OT - Gas to hit 4.00 - Vote for Ron Paul - dropping out?

Levi Pearson levi at cold.org
Thu Jun 19 10:18:23 MDT 2008


"Joshua Lutes" <huzzak at gmail.com> writes:
> I always figured that you voted for the person you most agreed with
> regardless of whether or not he was viable.  Because one vote will make a
> difference in only the rarest of occasions (and then in only a very limited
> geographic region) a vote is more a marker of agreement than anything else.
> It means that you like the ideas espoused by this man or this party.  If the
> third party gets enough votes their attracting ideas are stolen by the other
> parties so that they can maintain their dominance.  Voting for something I
> disagree with seems like a stupid way to influence the government, since
> even if it succeeds I'm not going to get what I want.
>
> Anyway, the two parties are indistinguishable in practice, so it doesn't
> even matter which of the two win.  Better to use your vote to indicate your
> opinion since it really isn't good for anything else.

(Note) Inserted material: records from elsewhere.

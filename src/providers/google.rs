use std::time::Duration;

use async_trait::async_trait;
use reqwest::Client;
use serde_json::Value;

use crate::errors::ProviderError;
use crate::providers::TranslationClient;

/// Client for Google's public translate endpoint.
///
/// Uses the unauthenticated `translate_a/single` endpoint with `client=gtx`
/// and automatic source-language detection, the same surface the
/// deep-translator ecosystem builds on. No API key required.
pub struct GoogleTranslate {
    /// HTTP client for API requests
    client: Client,
    /// Endpoint URL (optional, defaults to the public endpoint)
    endpoint: String,
}

impl Default for GoogleTranslate {
    fn default() -> Self {
        Self::new()
    }
}

impl GoogleTranslate {
    pub fn new() -> Self {
        Self {
            client: Client::builder()
                .timeout(Duration::from_secs(30))
                .build()
                .unwrap_or_default(),
            endpoint: String::new(),
        }
    }

    /// Override the endpoint, mainly for tests
    pub fn with_endpoint(mut self, endpoint: impl Into<String>) -> Self {
        self.endpoint = endpoint.into();
        self
    }

    fn api_url(&self) -> String {
        if self.endpoint.is_empty() {
            "https://translate.googleapis.com/translate_a/single".to_string()
        } else {
            self.endpoint.clone()
        }
    }

    /// The response is a nested JSON array; the translated text is the
    /// first element of each segment in the first array.
    fn extract_translation(value: &Value) -> Option<String> {
        let segments = value.get(0)?.as_array()?;
        let text: String = segments
            .iter()
            .filter_map(|segment| segment.get(0)?.as_str())
            .collect();

        if text.is_empty() { None } else { Some(text) }
    }
}

#[async_trait]
impl TranslationClient for GoogleTranslate {
    async fn translate(&self, text: &str, target_lang: &str) -> Result<String, ProviderError> {
        let response = self
            .client
            .get(self.api_url())
            .query(&[
                ("client", "gtx"),
                ("sl", "auto"),
                ("tl", target_lang),
                ("dt", "t"),
                ("q", text),
            ])
            .send()
            .await
            .map_err(|e| ProviderError::RequestFailed(format!("Translate request failed: {}", e)))?;

        let status = response.status();
        if !status.is_success() {
            return Err(ProviderError::ApiError {
                status_code: status.as_u16(),
                message: response.text().await.unwrap_or_default(),
            });
        }

        let value: Value = response
            .json()
            .await
            .map_err(|e| ProviderError::ParseError(format!("Translate response: {}", e)))?;

        Self::extract_translation(&value).ok_or_else(|| {
            ProviderError::ParseError("Translate response contained no text".to_string())
        })
    }
}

This is a reasonable viewpoint, and I've voted this way in the past.
However, if you have a strong opinion on which of the two viable
candidates you'd prefer, and the race looks relatively even, you're
better off voting for that one than the third party you'd really like.
I'd like for things to be different, so you can express both support
for a third party *and* your preference between the viable candidates,
but our voting system just doesn't work that way.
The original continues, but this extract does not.